(Stored data entries)
*** Block opens ***

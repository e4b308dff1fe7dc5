//! Table-level descriptions: throughput, billing, streams, encryption, tags.

use serde::{Deserialize, Serialize};

use super::index::{GlobalSecondaryIndexDescription, LocalSecondaryIndexDescription};
use super::key::{AttributeDefinition, KeySchemaElement};

wire_enum! {
    /// Current status of a table.
    pub enum TableStatus {
        Creating = "CREATING",
        Updating = "UPDATING",
        Deleting = "DELETING",
        Active = "ACTIVE",
        InaccessibleEncryptionCredentials = "INACCESSIBLE_ENCRYPTION_CREDENTIALS",
        Archiving = "ARCHIVING",
        Archived = "ARCHIVED",
    }
}

wire_enum! {
    /// How read and write throughput is charged.
    pub enum BillingMode {
        Provisioned = "PROVISIONED",
        PayPerRequest = "PAY_PER_REQUEST",
    }
}

wire_enum! {
    /// What a stream record captures when an item changes.
    pub enum StreamViewType {
        NewImage = "NEW_IMAGE",
        OldImage = "OLD_IMAGE",
        NewAndOldImages = "NEW_AND_OLD_IMAGES",
        KeysOnly = "KEYS_ONLY",
    }
}

wire_enum! {
    /// Server-side encryption type.
    pub enum SseType {
        Aes256 = "AES256",
        Kms = "KMS",
    }
}

wire_enum! {
    /// Server-side encryption status.
    pub enum SseStatus {
        Enabling = "ENABLING",
        Enabled = "ENABLED",
        Disabling = "DISABLING",
        Disabled = "DISABLED",
        Updating = "UPDATING",
    }
}

/// Summary of the billing mode for a table.
#[derive(Debug, Clone, Default, PartialEq, Serialize, Deserialize)]
#[serde(rename_all = "PascalCase")]
pub struct BillingModeSummary {
    #[serde(skip_serializing_if = "Option::is_none")]
    pub billing_mode: Option<BillingMode>,
    /// Epoch seconds of the last switch to `PAY_PER_REQUEST`.
    #[serde(skip_serializing_if = "Option::is_none")]
    pub last_update_to_pay_per_request_date_time: Option<f64>,
}

/// Provisioned throughput settings for a table or index.
#[derive(Debug, Clone, Copy, Default, PartialEq, Eq, Serialize, Deserialize)]
#[serde(rename_all = "PascalCase")]
pub struct ProvisionedThroughput {
    /// Strongly consistent reads per second.
    pub read_capacity_units: i64,
    /// Writes per second.
    pub write_capacity_units: i64,
}

impl ProvisionedThroughput {
    #[must_use]
    pub fn new(read_capacity_units: i64, write_capacity_units: i64) -> Self {
        Self {
            read_capacity_units,
            write_capacity_units,
        }
    }
}

/// Provisioned throughput of a table or index as reported by the service.
#[derive(Debug, Clone, Default, PartialEq, Serialize, Deserialize)]
#[serde(rename_all = "PascalCase")]
pub struct ProvisionedThroughputDescription {
    #[serde(skip_serializing_if = "Option::is_none")]
    pub read_capacity_units: Option<i64>,
    #[serde(skip_serializing_if = "Option::is_none")]
    pub write_capacity_units: Option<i64>,
    /// Number of decreases performed during the current UTC day.
    #[serde(skip_serializing_if = "Option::is_none")]
    pub number_of_decreases_today: Option<i64>,
    #[serde(skip_serializing_if = "Option::is_none")]
    pub last_increase_date_time: Option<f64>,
    #[serde(skip_serializing_if = "Option::is_none")]
    pub last_decrease_date_time: Option<f64>,
}

/// Stream settings of a table.
#[derive(Debug, Clone, Default, PartialEq, Eq, Serialize, Deserialize)]
#[serde(rename_all = "PascalCase")]
pub struct StreamSpecification {
    pub stream_enabled: bool,
    #[serde(skip_serializing_if = "Option::is_none")]
    pub stream_view_type: Option<StreamViewType>,
}

impl StreamSpecification {
    /// Streams enabled with the given view type.
    #[must_use]
    pub fn enabled(view_type: StreamViewType) -> Self {
        Self {
            stream_enabled: true,
            stream_view_type: Some(view_type),
        }
    }
}

/// Requested server-side encryption settings.
#[derive(Debug, Clone, Default, PartialEq, Eq, Serialize, Deserialize)]
#[serde(rename_all = "PascalCase")]
pub struct SSESpecification {
    #[serde(skip_serializing_if = "Option::is_none")]
    pub enabled: Option<bool>,
    #[serde(rename = "SSEType", skip_serializing_if = "Option::is_none")]
    pub sse_type: Option<SseType>,
    /// KMS key id, ARN, alias name or alias ARN.
    #[serde(rename = "KMSMasterKeyId", skip_serializing_if = "Option::is_none")]
    pub kms_master_key_id: Option<String>,
}

/// Current server-side encryption state.
#[derive(Debug, Clone, Default, PartialEq, Serialize, Deserialize)]
#[serde(rename_all = "PascalCase")]
pub struct SSEDescription {
    #[serde(skip_serializing_if = "Option::is_none")]
    pub status: Option<SseStatus>,
    #[serde(rename = "SSEType", skip_serializing_if = "Option::is_none")]
    pub sse_type: Option<SseType>,
    #[serde(rename = "KMSMasterKeyArn", skip_serializing_if = "Option::is_none")]
    pub kms_master_key_arn: Option<String>,
    #[serde(skip_serializing_if = "Option::is_none")]
    pub inaccessible_encryption_date_time: Option<f64>,
}

/// A key-value tag on a resource.
#[derive(Debug, Clone, PartialEq, Eq, Serialize, Deserialize)]
#[serde(rename_all = "PascalCase")]
pub struct Tag {
    pub key: String,
    pub value: String,
}

impl Tag {
    #[must_use]
    pub fn new(key: impl Into<String>, value: impl Into<String>) -> Self {
        Self {
            key: key.into(),
            value: value.into(),
        }
    }
}

/// Details of the restore a table was created from.
#[derive(Debug, Clone, Default, PartialEq, Serialize, Deserialize)]
#[serde(rename_all = "PascalCase")]
pub struct RestoreSummary {
    #[serde(skip_serializing_if = "Option::is_none")]
    pub source_backup_arn: Option<String>,
    #[serde(skip_serializing_if = "Option::is_none")]
    pub source_table_arn: Option<String>,
    #[serde(skip_serializing_if = "Option::is_none")]
    pub restore_date_time: Option<f64>,
    #[serde(skip_serializing_if = "Option::is_none")]
    pub restore_in_progress: Option<bool>,
}

/// Description of a table.
///
/// Returned by `CreateTable`, `DescribeTable`, `UpdateTable`, `DeleteTable`
/// and both restore operations.
#[derive(Debug, Clone, Default, PartialEq, Serialize, Deserialize)]
#[serde(rename_all = "PascalCase")]
pub struct TableDescription {
    #[serde(default, skip_serializing_if = "Vec::is_empty")]
    pub attribute_definitions: Vec<AttributeDefinition>,
    #[serde(skip_serializing_if = "Option::is_none")]
    pub table_name: Option<String>,
    #[serde(default, skip_serializing_if = "Vec::is_empty")]
    pub key_schema: Vec<KeySchemaElement>,
    #[serde(skip_serializing_if = "Option::is_none")]
    pub table_status: Option<TableStatus>,
    #[serde(skip_serializing_if = "Option::is_none")]
    pub creation_date_time: Option<f64>,
    #[serde(skip_serializing_if = "Option::is_none")]
    pub provisioned_throughput: Option<ProvisionedThroughputDescription>,
    /// Updated by the service roughly every six hours.
    #[serde(skip_serializing_if = "Option::is_none")]
    pub table_size_bytes: Option<i64>,
    /// Updated by the service roughly every six hours.
    #[serde(skip_serializing_if = "Option::is_none")]
    pub item_count: Option<i64>,
    #[serde(skip_serializing_if = "Option::is_none")]
    pub table_arn: Option<String>,
    #[serde(skip_serializing_if = "Option::is_none")]
    pub table_id: Option<String>,
    #[serde(skip_serializing_if = "Option::is_none")]
    pub billing_mode_summary: Option<BillingModeSummary>,
    #[serde(default, skip_serializing_if = "Vec::is_empty")]
    pub local_secondary_indexes: Vec<LocalSecondaryIndexDescription>,
    #[serde(default, skip_serializing_if = "Vec::is_empty")]
    pub global_secondary_indexes: Vec<GlobalSecondaryIndexDescription>,
    #[serde(skip_serializing_if = "Option::is_none")]
    pub stream_specification: Option<StreamSpecification>,
    #[serde(skip_serializing_if = "Option::is_none")]
    pub latest_stream_label: Option<String>,
    #[serde(skip_serializing_if = "Option::is_none")]
    pub latest_stream_arn: Option<String>,
    #[serde(skip_serializing_if = "Option::is_none")]
    pub restore_summary: Option<RestoreSummary>,
    #[serde(rename = "SSEDescription", skip_serializing_if = "Option::is_none")]
    pub sse_description: Option<SSEDescription>,
}

impl TableDescription {
    /// Returns `true` once the table reports `ACTIVE`.
    #[must_use]
    pub fn is_active(&self) -> bool {
        self.table_status == Some(TableStatus::Active)
    }

    /// The partition key attribute name, if the key schema is present.
    #[must_use]
    pub fn hash_key_name(&self) -> Option<&str> {
        self.key_schema
            .iter()
            .find(|k| k.key_type == super::key::KeyType::Hash)
            .map(|k| k.attribute_name.as_str())
    }
}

*** Block closes ***

§ **Your task**: Would you please copy every line in the data that contains the word "super"?

§ **Task result**:
use super::index::{GlobalSecondaryIndexDescription, LocalSecondaryIndexDescription};
use super::key::{AttributeDefinition, KeySchemaElement};
            .find(|k| k.key_type == super::key::KeyType::Hash)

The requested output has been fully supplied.